Tuesday, November 4, 2014

Grace and Sharp Corners

The military service for my father was dignified and respectful.

I was sitting very close to the Marines who unfolded the US flag, then refolded it with great precision: straighten the edges, tug, fold diagonally, crease, tug, fold, crease, continue until the end, tuck in the hem.

While I watched the resulting triangle flip over and over along it edges, I flashed back to another folding ceremony.

My father supervised as my sister and I each knelt over one end of a faded cotton sleeping bag. I guess he was tired of sloppy bundles that fell apart when he lifted them onto the upper shelves in the garage. We were going to learn the "right" way to roll and tie it. 

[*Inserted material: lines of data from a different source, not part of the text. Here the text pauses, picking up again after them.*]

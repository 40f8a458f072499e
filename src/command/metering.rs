// SPDX-License-Identifier: MPL-2.0
// This Source Code Form is subject to the terms of the Mozilla Public
// License, v. 2.0. If a copy of the MPL was not distributed with this
// file, You can obtain one at https://mozilla.org/MPL/2.0/.

//! Metering commands: power price and realtime power measurement.

use serde_json::{Value, json};

use crate::command::Command;
use crate::types::PowerPrice;

/// Command to store the power price on the device.
///
/// The price is validated at [`PowerPrice`] construction, so a command
/// value always carries an in-range price.
///
/// # Examples
///
/// ```
/// use mistrip_lib::command::{Command, PowerPriceCommand};
/// use mistrip_lib::types::PowerPrice;
/// use serde_json::json;
///
/// let cmd = PowerPriceCommand::Set(PowerPrice::new(49).unwrap());
/// assert_eq!(cmd.name(), "set_power_price");
/// assert_eq!(cmd.args(), vec![json!(49)]);
/// ```
#[derive(Debug, Clone, Copy, PartialEq, Eq)]
pub enum PowerPriceCommand {
    /// Store the given price.
    Set(PowerPrice),
}

impl Command for PowerPriceCommand {
    fn name(&self) -> &'static str {
        "set_power_price"
    }

    fn args(&self) -> Vec<Value> {
        let Self::Set(price) = self;
        vec![json!(price.value())]
    }
}

/// Command to enable or disable realtime power measurement.
///
/// The device expects the numeric literals `1` and `0` here, unlike the
/// string states used by the other commands.
///
/// # Examples
///
/// ```
/// use mistrip_lib::command::{Command, RealtimePowerCommand};
/// use serde_json::json;
///
/// let cmd = RealtimePowerCommand::Enable;
/// assert_eq!(cmd.name(), "set_rt_power");
/// assert_eq!(cmd.args(), vec![json!(1)]);
/// ```
#[derive(Debug, Clone, Copy, PartialEq, Eq)]
pub enum RealtimePowerCommand {
    /// Enable realtime power measurement.
    Enable,
    /// Disable realtime power measurement.
    Disable,
}

impl From<bool> for RealtimePowerCommand {
    fn from(value: bool) -> Self {
        if value { Self::Enable } else { Self::Disable }
    }
}

impl Command for RealtimePowerCommand {
    fn name(&self) -> &'static str {
        "set_rt_power"
    }

    fn args(&self) -> Vec<Value> {
        match self {
            Self::Enable => vec![json!(1)],
            Self::Disable => vec![json!(0)],
        }
    }
}

#[cfg(test)]
mod tests {
    use serde_json::json;

    use super::*;

    #[test]
    fn price_command() {
        let cmd = PowerPriceCommand::Set(PowerPrice::new(999).unwrap());
        assert_eq!(cmd.name(), "set_power_price");
        assert_eq!(json!(cmd.args()), json!([999]));
    }

    #[test]
    fn realtime_power_enable() {
        let cmd = RealtimePowerCommand::Enable;
        assert_eq!(cmd.name(), "set_rt_power");
        assert_eq!(json!(cmd.args()), json!([1]));
    }

    #[test]
    fn realtime_power_disable() {
        let cmd = RealtimePowerCommand::Disable;
        assert_eq!(json!(cmd.args()), json!([0]));
    }

    #[test]
    fn realtime_power_from_bool() {
        assert_eq!(
            RealtimePowerCommand::from(true),
            RealtimePowerCommand::Enable
        );
        assert_eq!(
            RealtimePowerCommand::from(false),
            RealtimePowerCommand::Disable
        );
    }
}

So we practiced folding the bag in half lengthwise, bringing the edges together evenly. The developing cylinder would only hold together well if we started at the open end. At the same time, we had to exert enough pressure to keep it tight and tidy. Once we'd reached the foot of the bag, we straddled it and tied the cord around the middle. Then we carefully wrapped its cover around it, snapped it in place, and pulled the draw strings together at the sides. It was like calf roping, only it was a fat green tootsie roll. 

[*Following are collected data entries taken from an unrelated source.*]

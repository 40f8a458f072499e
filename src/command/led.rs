// SPDX-License-Identifier: MPL-2.0
// This Source Code Form is subject to the terms of the Mozilla Public
// License, v. 2.0. If a copy of the MPL was not distributed with this
// file, You can obtain one at https://mozilla.org/MPL/2.0/.

//! Wifi LED control command.

use serde_json::{Value, json};

use crate::command::Command;
use crate::types::PowerState;

/// Command to turn the wifi LED on or off.
///
/// The wire method keeps the historical `set_wifi_led` name even though
/// the public API talks about the LED without the wifi prefix.
///
/// # Examples
///
/// ```
/// use mistrip_lib::command::{Command, LedCommand};
/// use mistrip_lib::types::PowerState;
/// use serde_json::json;
///
/// let cmd = LedCommand::Set(PowerState::On);
/// assert_eq!(cmd.name(), "set_wifi_led");
/// assert_eq!(cmd.args(), vec![json!("on")]);
/// ```
#[derive(Debug, Clone, Copy, PartialEq, Eq)]
pub enum LedCommand {
    /// Set the LED state.
    Set(PowerState),
}

impl Command for LedCommand {
    fn name(&self) -> &'static str {
        "set_wifi_led"
    }

    fn args(&self) -> Vec<Value> {
        let Self::Set(state) = self;
        vec![json!(state.as_str())]
    }
}

#[cfg(test)]
mod tests {
    use serde_json::json;

    use super::*;

    #[test]
    fn led_command_on() {
        let cmd = LedCommand::Set(PowerState::On);
        assert_eq!(cmd.name(), "set_wifi_led");
        assert_eq!(json!(cmd.args()), json!(["on"]));
    }

    #[test]
    fn led_command_off() {
        let cmd = LedCommand::Set(PowerState::Off);
        assert_eq!(json!(cmd.args()), json!(["off"]));
    }
}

I never did care about the sleeping bags, but the lesson stuck. 

My first summer job required I make beds in a nursing home. At that time, both sheets were flat, not fitted. I had to position the sheet, wrap it under  the mattress top and bottom. Then I made sharp, 45 degree angles and tucked the tails around the side corder, like wrapping a gift. If the sheet wasn't taut, it would get sloppy, and wriggle uncomfortably under the sleeper.
Six corners per bed, repeated over the course of the summer, I got pretty good at it. 

Since then, I've expected every bed I sleep in to meet that standard. That's okay for beds, but unfortunately, I also think people should meet my  standards. Inflexible expectations cause more relationship wrinkles than a slack sheet and more restless nights, too. 

It's proper to be persnickety about the flag.

But people can't be folded, tugged, and creased into perfection. People need
to be handled gently.

People need  grace.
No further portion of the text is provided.